*** Data for this exercise
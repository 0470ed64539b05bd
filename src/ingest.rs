// ==============================================================================
// ingest.rs - Sample ingestion
// ==============================================================================
// Description: Joins a sample's VCF and MAF into a SampleVariantSet
// Author: Matt Barham
// Created: 2026-09-15
// Modified: 2026-10-09
// Version: 1.1.0
// ==============================================================================
// VCF row i and MAF row i describe the same variant. The VCF supplies the
// identifier, FILTER and per-channel genotype evidence; the MAF supplies the
// tumor depth/alt counts, functional class and gene symbol.
// ==============================================================================

use std::path::Path;
use thiserror::Error;
use tracing::{debug, info};

use crate::models::{vaf_percent, FilterStatus, SampleVariantSet, VariantCall};
use crate::parsers::{parse_genotype_call, MafParseError, MafParser, MafRow, VcfParseError, VcfParser, VcfTable};

/// Contigs whose name starts with this prefix (GL/unplaced scaffolds) are dropped
const UNPLACED_CONTIG_PREFIX: char = 'G';

#[derive(Error, Debug)]
pub enum IngestError {
    #[error("Sample '{sample}': failed to read VCF: {source}")]
    Vcf {
        sample: String,
        #[source]
        source: VcfParseError,
    },

    #[error("Sample '{sample}': failed to read MAF: {source}")]
    Maf {
        sample: String,
        #[source]
        source: MafParseError,
    },

    #[error("Sample '{sample}': VCF has {vcf_rows} rows but MAF has {maf_rows}")]
    RowCountMismatch {
        sample: String,
        vcf_rows: usize,
        maf_rows: usize,
    },

    #[error("Sample '{sample}': row {row} is on chromosome {vcf} in the VCF but {maf} in the MAF")]
    ChromosomeMismatch {
        sample: String,
        row: usize,
        vcf: String,
        maf: String,
    },

    #[error("Sample '{sample}', variant {variant_id}: invalid {field} '{value}'")]
    InvalidCount {
        sample: String,
        variant_id: String,
        field: String,
        value: String,
    },

    #[error("Sample '{sample}', variant {variant_id}: alt count {alt_count} exceeds depth {depth}")]
    AltExceedsDepth {
        sample: String,
        variant_id: String,
        alt_count: u32,
        depth: u32,
    },

    #[error("Sample '{sample}', variant {variant_id}: bad genotype evidence: {source}")]
    Genotype {
        sample: String,
        variant_id: String,
        #[source]
        source: VcfParseError,
    },
}

/// Read and join one sample's VCF and MAF
pub fn load_sample(
    name: &str,
    vcf_path: impl AsRef<Path>,
    maf_path: impl AsRef<Path>,
) -> Result<SampleVariantSet, IngestError> {
    let vcf = VcfParser::new()
        .parse(vcf_path.as_ref())
        .map_err(|source| IngestError::Vcf {
            sample: name.to_string(),
            source,
        })?;

    let maf = MafParser::new()
        .parse(maf_path.as_ref())
        .map_err(|source| IngestError::Maf {
            sample: name.to_string(),
            source,
        })?;

    let sample = join_sample(name, &vcf, &maf)?;
    info!(
        "Ingested sample {}: {} variants ({} channels)",
        name,
        sample.len(),
        vcf.sample_names.len()
    );
    Ok(sample)
}

/// Join parsed VCF and MAF rows position by position
pub fn join_sample(name: &str, vcf: &VcfTable, maf: &[MafRow]) -> Result<SampleVariantSet, IngestError> {
    if vcf.rows.len() != maf.len() {
        return Err(IngestError::RowCountMismatch {
            sample: name.to_string(),
            vcf_rows: vcf.rows.len(),
            maf_rows: maf.len(),
        });
    }

    let mut calls = Vec::with_capacity(vcf.rows.len());
    let mut dropped = 0usize;

    for (idx, (vcf_row, maf_row)) in vcf.rows.iter().zip(maf.iter()).enumerate() {
        if let Some(maf_chrom) = maf_row.chromosome.as_deref() {
            if normalize_chromosome(&vcf_row.chromosome) != normalize_chromosome(maf_chrom) {
                return Err(IngestError::ChromosomeMismatch {
                    sample: name.to_string(),
                    row: idx + 1,
                    vcf: vcf_row.chromosome.clone(),
                    maf: maf_chrom.to_string(),
                });
            }
        }

        if vcf_row.chromosome.starts_with(UNPLACED_CONTIG_PREFIX) {
            dropped += 1;
            continue;
        }

        let variant_id = vcf_row.variant_id();
        let depth = parse_count(name, &variant_id, "t_depth", maf_row.t_depth.as_deref())?;
        let alt_count = parse_count(name, &variant_id, "t_alt_count", maf_row.t_alt_count.as_deref())?;

        if alt_count > depth {
            return Err(IngestError::AltExceedsDepth {
                sample: name.to_string(),
                variant_id,
                alt_count,
                depth,
            });
        }

        let channels = vcf_row
            .samples
            .iter()
            .map(|column| parse_genotype_call(&vcf_row.format, column))
            .collect::<Result<Vec<_>, _>>()
            .map_err(|source| IngestError::Genotype {
                sample: name.to_string(),
                variant_id: variant_id.clone(),
                source,
            })?;

        calls.push(VariantCall {
            variant_id,
            gene_symbol: maf_row.gene_symbol().to_string(),
            depth,
            alt_count,
            vaf: vaf_percent(alt_count, depth),
            filter_status: FilterStatus::parse(&vcf_row.filter),
            variant_classification: maf_row.variant_classification.clone(),
            channels,
        });
    }

    if dropped > 0 {
        debug!("Sample {}: dropped {} rows on unplaced contigs", name, dropped);
    }

    Ok(SampleVariantSet::new(name, calls))
}

fn normalize_chromosome(chrom: &str) -> &str {
    chrom.strip_prefix("chr").unwrap_or(chrom)
}

fn parse_count(sample: &str, variant_id: &str, field: &str, value: Option<&str>) -> Result<u32, IngestError> {
    let raw = value.unwrap_or("");
    raw.trim().parse::<u32>().map_err(|_| IngestError::InvalidCount {
        sample: sample.to_string(),
        variant_id: variant_id.to_string(),
        field: field.to_string(),
        value: raw.to_string(),
    })
}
******
Every entry above should be duplicated exactly.

repository 0470ed64539b05bd
filename src/ingest.rs
// ==============================================================================
// ingest.rs - Sample ingestion
// ==============================================================================
// Description: Joins a sample's VCF and MAF into a SampleVariantSet
// Author: Matt Barham
// Created: 2026-09-15
// Modified: 2026-10-09
// Version: 1.1.0
// ==============================================================================
// VCF row i and MAF row i describe the same variant. The VCF supplies the
// identifier, FILTER and per-channel genotype evidence; the MAF supplies the
// tumor depth/alt counts, functional class and gene symbol.
// ==============================================================================

use std::path::Path;
use thiserror::Error;
use tracing::{debug, info};

use crate::models::{vaf_percent, FilterStatus, SampleVariantSet, VariantCall};
use crate::parsers::{parse_genotype_call, MafParseError, MafParser, MafRow, VcfParseError, VcfParser, VcfTable};

/// Contigs whose name starts with this prefix (GL/unplaced scaffolds) are dropped
const UNPLACED_CONTIG_PREFIX: char = 'G';

#[derive(Error, Debug)]
pub enum IngestError {
    #[error("Sample '{sample}': failed to read VCF: {source}")]
    Vcf {
        sample: String,
        #[source]
        source: VcfParseError,
    },

    #[error("Sample '{sample}': failed to read MAF: {source}")]
    Maf {
        sample: String,
        #[source]
        source: MafParseError,
    },

    #[error("Sample '{sample}': VCF has {vcf_rows} rows but MAF has {maf_rows}")]
    RowCountMismatch {
        sample: String,
        vcf_rows: usize,
        maf_rows: usize,
    },

    #[error("Sample '{sample}': row {row} is on chromosome {vcf} in the VCF but {maf} in the MAF")]
    ChromosomeMismatch {
        sample: String,
        row: usize,
        vcf: String,
        maf: String,
    },

    #[error("Sample '{sample}', variant {variant_id}: invalid {field} '{value}'")]
    InvalidCount {
        sample: String,
        variant_id: String,
        field: String,
        value: String,
    },

    #[error("Sample '{sample}', variant {variant_id}: alt count {alt_count} exceeds depth {depth}")]
    AltExceedsDepth {
        sample: String,
        variant_id: String,
        alt_count: u32,
        depth: u32,
    },

    #[error("Sample '{sample}', variant {variant_id}: bad genotype evidence: {source}")]
    Genotype {
        sample: String,
        variant_id: String,
        #[source]
        source: VcfParseError,
    },
}

/// Read and join one sample's VCF and MAF
pub fn load_sample(
    name: &str,
    vcf_path: impl AsRef<Path>,
    maf_path: impl AsRef<Path>,
) -> Result<SampleVariantSet, IngestError> {
    let vcf = VcfParser::new()
        .parse(vcf_path.as_ref())
        .map_err(|source| IngestError::Vcf {
            sample: name.to_string(),
            source,
        })?;

    let maf = MafParser::new()
        .parse(maf_path.as_ref())
        .map_err(|source| IngestError::Maf {
            sample: name.to_string(),
            source,
        })?;

    let sample = join_sample(name, &vcf, &maf)?;
    info!(
        "Ingested sample {}: {} variants ({} channels)",
        name,
        sample.len(),
        vcf.sample_names.len()
    );
    Ok(sample)
}

/// Join parsed VCF and MAF rows position by position
pub fn join_sample(name: &str, vcf: &VcfTable, maf: &[MafRow]) -> Result<SampleVariantSet, IngestError> {
    if vcf.rows.len() != maf.len() {
        return Err(IngestError::RowCountMismatch {
            sample: name.to_string(),
            vcf_rows: vcf.rows.len(),
            maf_rows: maf.len(),
        });
    }

    let mut calls = Vec::with_capacity(vcf.rows.len());
    let mut dropped = 0usize;

    for (idx, (vcf_row, maf_row)) in vcf.rows.iter().zip(maf.iter()).enumerate() {
        if let Some(maf_chrom) = maf_row.chromosome.as_deref() {
            if normalize_chromosome(&vcf_row.chromosome) != normalize_chromosome(maf_chrom) {
                return Err(IngestError::ChromosomeMismatch {
                    sample: name.to_string(),
                    row: idx + 1,
                    vcf: vcf_row.chromosome.clone(),
                    maf: maf_chrom.to_string(),
                });
            }
        }

        if vcf_row.chromosome.starts_with(UNPLACED_CONTIG_PREFIX) {
            dropped += 1;
            continue;
        }

        let variant_id = vcf_row.variant_id();
        let depth = parse_count(name, &variant_id, "t_depth", maf_row.t_depth.as_deref())?;
        let alt_count = parse_count(name, &variant_id, "t_alt_count", maf_row.t_alt_count.as_deref())?;

        if alt_count > depth {
            return Err(IngestError::AltExceedsDepth {
                sample: name.to_string(),
                variant_id,
                alt_count,
                depth,
            });
        }

        let channels = vcf_row
            .samples
            .iter()
            .map(|column| parse_genotype_call(&vcf_row.format, column))
            .collect::<Result<Vec<_>, _>>()
            .map_err(|source| IngestError::Genotype {
                sample: name.to_string(),
                variant_id: variant_id.clone(),
                source,
            })?;

        calls.push(VariantCall {
            variant_id,
            gene_symbol: maf_row.gene_symbol().to_string(),
            depth,
            alt_count,
            vaf: vaf_percent(alt_count, depth),
            filter_status: FilterStatus::parse(&vcf_row.filter),
            variant_classification: maf_row.variant_classification.clone(),
            channels,
        });
    }

    if dropped > 0 {
        debug!("Sample {}: dropped {} rows on unplaced contigs", name, dropped);
    }

    Ok(SampleVariantSet::new(name, calls))
}

fn normalize_chromosome(chrom: &str) -> &str {
    chrom.strip_prefix("chr").unwrap_or(chrom)
}

fn parse_count(sample: &str, variant_id: &str, field: &str, value: Option<&str>) -> Result<u32, IngestError> {
    let raw = value.unwrap_or("");
    raw.trim().parse::<u32>().map_err(|_| IngestError::InvalidCount {
        sample: sample.to_string(),
        variant_id: variant_id.to_string(),
        field: field.to_string(),
        value: raw.to_string(),
    })
}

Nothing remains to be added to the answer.